**EXERCISE PROMPT**
Would you transcribe the line containing "if let Some(date)" and every line after it, through the end of the records below, exactly and with nothing else?

[Stored data entries]
=-=-=

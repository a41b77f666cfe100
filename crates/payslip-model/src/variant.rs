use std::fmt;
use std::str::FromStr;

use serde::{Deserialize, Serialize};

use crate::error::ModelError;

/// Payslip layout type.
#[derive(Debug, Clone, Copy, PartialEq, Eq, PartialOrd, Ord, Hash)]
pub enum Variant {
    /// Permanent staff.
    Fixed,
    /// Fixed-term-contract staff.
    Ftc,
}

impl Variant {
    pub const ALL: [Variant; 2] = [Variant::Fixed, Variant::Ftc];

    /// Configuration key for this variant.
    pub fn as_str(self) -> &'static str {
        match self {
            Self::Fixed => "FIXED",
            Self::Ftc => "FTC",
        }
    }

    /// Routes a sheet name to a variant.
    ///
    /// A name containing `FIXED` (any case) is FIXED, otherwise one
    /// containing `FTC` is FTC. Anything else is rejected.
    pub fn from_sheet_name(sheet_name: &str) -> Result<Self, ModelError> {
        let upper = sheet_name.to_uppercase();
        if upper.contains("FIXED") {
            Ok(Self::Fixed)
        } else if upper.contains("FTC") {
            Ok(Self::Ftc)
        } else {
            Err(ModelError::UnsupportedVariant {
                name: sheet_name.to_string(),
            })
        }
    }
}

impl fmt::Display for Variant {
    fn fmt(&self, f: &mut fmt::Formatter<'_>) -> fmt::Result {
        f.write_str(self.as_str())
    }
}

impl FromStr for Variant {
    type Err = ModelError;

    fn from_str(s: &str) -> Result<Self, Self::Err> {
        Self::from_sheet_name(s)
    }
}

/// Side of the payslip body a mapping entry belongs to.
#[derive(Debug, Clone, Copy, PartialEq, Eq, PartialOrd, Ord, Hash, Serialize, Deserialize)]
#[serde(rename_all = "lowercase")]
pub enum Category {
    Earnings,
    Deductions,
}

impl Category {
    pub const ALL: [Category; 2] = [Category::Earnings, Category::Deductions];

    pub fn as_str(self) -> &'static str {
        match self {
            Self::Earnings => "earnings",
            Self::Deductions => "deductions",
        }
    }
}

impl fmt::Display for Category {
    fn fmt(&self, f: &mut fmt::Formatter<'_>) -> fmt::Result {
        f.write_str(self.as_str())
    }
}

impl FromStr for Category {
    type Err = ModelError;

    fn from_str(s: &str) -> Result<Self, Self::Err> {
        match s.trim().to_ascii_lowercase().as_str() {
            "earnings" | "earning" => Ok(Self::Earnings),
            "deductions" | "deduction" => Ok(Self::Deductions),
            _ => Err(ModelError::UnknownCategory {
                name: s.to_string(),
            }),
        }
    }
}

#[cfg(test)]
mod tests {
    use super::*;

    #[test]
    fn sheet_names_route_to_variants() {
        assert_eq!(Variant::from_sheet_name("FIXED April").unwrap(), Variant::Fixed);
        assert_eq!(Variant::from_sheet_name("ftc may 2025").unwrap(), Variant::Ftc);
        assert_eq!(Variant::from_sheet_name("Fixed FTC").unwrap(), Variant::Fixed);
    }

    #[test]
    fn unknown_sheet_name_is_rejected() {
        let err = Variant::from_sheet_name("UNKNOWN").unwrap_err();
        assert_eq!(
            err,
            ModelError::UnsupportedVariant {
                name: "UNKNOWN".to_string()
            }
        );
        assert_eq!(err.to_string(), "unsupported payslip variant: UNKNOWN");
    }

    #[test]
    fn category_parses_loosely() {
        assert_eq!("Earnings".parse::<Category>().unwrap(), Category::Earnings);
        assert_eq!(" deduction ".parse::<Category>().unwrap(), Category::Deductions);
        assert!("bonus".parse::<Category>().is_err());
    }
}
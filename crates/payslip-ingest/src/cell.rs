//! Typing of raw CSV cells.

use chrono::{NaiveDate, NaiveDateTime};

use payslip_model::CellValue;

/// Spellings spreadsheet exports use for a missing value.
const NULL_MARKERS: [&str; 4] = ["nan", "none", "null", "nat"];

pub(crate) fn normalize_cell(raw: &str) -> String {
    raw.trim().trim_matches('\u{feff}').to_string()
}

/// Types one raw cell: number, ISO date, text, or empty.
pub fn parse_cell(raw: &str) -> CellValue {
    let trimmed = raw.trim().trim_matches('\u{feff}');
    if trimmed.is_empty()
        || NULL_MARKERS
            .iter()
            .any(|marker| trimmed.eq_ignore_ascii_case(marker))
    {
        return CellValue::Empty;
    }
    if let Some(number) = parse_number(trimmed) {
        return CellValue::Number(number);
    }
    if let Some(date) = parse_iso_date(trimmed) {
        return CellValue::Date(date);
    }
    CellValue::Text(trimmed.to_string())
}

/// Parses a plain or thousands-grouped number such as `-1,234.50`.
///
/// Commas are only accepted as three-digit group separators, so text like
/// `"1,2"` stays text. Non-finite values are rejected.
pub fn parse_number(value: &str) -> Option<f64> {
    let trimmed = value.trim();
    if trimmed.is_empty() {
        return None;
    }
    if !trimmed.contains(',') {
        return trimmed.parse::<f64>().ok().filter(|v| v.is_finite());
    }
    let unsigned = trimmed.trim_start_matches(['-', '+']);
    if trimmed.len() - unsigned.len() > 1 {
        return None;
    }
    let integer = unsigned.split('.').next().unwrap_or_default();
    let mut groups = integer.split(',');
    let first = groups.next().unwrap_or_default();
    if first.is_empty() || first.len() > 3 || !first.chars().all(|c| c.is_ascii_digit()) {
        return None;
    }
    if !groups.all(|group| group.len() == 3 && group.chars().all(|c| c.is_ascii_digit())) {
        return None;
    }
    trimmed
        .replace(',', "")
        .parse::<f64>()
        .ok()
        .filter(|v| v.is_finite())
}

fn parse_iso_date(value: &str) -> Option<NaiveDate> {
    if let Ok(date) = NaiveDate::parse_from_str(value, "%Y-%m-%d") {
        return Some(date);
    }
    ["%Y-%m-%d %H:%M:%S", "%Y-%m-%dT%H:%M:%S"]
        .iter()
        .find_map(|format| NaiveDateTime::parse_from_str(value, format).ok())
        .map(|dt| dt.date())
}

=-=-=

**ANSWER SECTION**
    if let Some(date) = parse_iso_date(trimmed) {
        return CellValue::Date(date);
    }
    CellValue::Text(trimmed.to_string())
}

/// Parses a plain or thousands-grouped number such as `-1,234.50`.
///
/// Commas are only accepted as three-digit group separators, so text like
/// `"1,2"` stays text. Non-finite values are rejected.
pub fn parse_number(value: &str) -> Option<f64> {
    let trimmed = value.trim();
    if trimmed.is_empty() {
        return None;
    }
    if !trimmed.contains(',') {
        return trimmed.parse::<f64>().ok().filter(|v| v.is_finite());
    }
    let unsigned = trimmed.trim_start_matches(['-', '+']);
    if trimmed.len() - unsigned.len() > 1 {
        return None;
    }
    let integer = unsigned.split('.').next().unwrap_or_default();
    let mut groups = integer.split(',');
    let first = groups.next().unwrap_or_default();
    if first.is_empty() || first.len() > 3 || !first.chars().all(|c| c.is_ascii_digit()) {
        return None;
    }
    if !groups.all(|group| group.len() == 3 && group.chars().all(|c| c.is_ascii_digit())) {
        return None;
    }
    trimmed
        .replace(',', "")
        .parse::<f64>()
        .ok()
        .filter(|v| v.is_finite())
}

fn parse_iso_date(value: &str) -> Option<NaiveDate> {
    if let Ok(date) = NaiveDate::parse_from_str(value, "%Y-%m-%d") {
        return Some(date);
    }
    ["%Y-%m-%d %H:%M:%S", "%Y-%m-%dT%H:%M:%S"]
        .iter()
        .find_map(|format| NaiveDateTime::parse_from_str(value, format).ok())
        .map(|dt| dt.date())
}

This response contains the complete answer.